§ **What is expected**
Give the count of lines in the records below that contain "Mutable", with no other words.

§ **Stored data**
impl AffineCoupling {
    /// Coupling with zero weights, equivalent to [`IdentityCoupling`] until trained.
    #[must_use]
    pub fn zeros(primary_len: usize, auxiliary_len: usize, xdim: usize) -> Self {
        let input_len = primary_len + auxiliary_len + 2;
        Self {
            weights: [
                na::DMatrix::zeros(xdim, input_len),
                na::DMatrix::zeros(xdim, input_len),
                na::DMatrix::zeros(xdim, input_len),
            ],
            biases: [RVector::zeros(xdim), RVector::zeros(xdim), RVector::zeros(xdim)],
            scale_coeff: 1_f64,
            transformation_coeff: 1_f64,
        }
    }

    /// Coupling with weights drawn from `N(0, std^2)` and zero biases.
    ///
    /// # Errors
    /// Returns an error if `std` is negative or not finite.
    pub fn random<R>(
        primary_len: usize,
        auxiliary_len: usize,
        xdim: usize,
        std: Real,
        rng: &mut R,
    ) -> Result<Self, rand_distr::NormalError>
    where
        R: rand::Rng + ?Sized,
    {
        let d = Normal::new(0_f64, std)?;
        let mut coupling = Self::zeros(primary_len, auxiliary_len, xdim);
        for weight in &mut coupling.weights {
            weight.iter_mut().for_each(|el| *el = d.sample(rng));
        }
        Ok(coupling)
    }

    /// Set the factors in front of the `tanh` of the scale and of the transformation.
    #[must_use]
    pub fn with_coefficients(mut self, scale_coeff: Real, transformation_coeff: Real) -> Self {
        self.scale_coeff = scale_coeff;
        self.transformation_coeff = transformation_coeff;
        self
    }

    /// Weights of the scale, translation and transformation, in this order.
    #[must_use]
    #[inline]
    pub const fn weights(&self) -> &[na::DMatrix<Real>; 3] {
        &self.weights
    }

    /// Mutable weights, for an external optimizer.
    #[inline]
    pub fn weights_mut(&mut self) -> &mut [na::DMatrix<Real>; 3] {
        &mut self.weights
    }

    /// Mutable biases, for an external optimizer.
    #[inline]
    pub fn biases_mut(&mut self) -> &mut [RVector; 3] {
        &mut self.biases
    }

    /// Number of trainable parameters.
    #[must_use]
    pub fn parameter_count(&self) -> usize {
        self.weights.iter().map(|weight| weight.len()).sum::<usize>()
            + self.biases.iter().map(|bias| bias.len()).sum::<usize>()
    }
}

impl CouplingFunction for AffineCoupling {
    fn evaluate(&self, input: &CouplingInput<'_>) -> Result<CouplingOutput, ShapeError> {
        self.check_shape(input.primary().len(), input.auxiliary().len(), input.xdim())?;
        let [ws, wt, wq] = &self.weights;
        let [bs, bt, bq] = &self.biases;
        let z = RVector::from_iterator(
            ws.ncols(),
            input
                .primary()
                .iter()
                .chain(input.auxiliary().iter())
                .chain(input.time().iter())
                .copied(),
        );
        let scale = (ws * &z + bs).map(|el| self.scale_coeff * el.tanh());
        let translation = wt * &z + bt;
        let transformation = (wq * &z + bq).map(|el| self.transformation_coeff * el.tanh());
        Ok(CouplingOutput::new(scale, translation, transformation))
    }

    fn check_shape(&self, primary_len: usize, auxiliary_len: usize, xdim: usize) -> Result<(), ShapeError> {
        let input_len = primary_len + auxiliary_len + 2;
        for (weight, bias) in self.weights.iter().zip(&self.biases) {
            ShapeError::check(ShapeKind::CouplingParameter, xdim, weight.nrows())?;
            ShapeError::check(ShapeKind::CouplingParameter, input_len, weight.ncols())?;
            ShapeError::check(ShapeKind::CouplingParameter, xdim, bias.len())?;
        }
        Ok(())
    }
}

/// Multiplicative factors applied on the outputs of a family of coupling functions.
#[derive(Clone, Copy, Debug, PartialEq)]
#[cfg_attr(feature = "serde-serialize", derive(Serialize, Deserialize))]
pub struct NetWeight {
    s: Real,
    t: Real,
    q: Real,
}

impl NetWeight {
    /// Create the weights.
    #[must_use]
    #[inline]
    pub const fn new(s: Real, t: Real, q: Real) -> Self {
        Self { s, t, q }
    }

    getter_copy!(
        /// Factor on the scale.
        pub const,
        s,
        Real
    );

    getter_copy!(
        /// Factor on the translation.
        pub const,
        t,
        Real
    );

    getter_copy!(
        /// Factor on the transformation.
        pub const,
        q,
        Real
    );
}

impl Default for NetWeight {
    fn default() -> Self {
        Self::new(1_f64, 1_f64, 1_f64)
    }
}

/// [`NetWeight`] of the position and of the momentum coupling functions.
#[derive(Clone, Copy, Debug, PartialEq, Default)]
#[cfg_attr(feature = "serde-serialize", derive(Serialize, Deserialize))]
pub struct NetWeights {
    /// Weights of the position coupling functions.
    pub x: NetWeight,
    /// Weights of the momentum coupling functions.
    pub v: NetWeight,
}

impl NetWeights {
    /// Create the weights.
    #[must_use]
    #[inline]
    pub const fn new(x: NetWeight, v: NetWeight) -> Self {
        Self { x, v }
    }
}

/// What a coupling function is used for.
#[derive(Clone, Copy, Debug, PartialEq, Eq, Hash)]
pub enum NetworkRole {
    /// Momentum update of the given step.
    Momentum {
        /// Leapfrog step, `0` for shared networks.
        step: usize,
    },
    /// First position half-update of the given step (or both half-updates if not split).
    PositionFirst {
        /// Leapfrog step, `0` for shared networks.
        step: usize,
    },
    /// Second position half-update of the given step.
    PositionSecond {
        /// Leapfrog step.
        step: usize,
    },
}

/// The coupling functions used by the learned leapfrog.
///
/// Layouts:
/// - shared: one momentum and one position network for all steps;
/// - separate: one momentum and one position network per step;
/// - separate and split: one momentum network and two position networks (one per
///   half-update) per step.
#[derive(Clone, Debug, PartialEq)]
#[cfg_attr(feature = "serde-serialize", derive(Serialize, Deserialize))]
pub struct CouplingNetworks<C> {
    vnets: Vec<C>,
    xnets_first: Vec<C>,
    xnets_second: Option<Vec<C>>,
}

§ **Task response**
2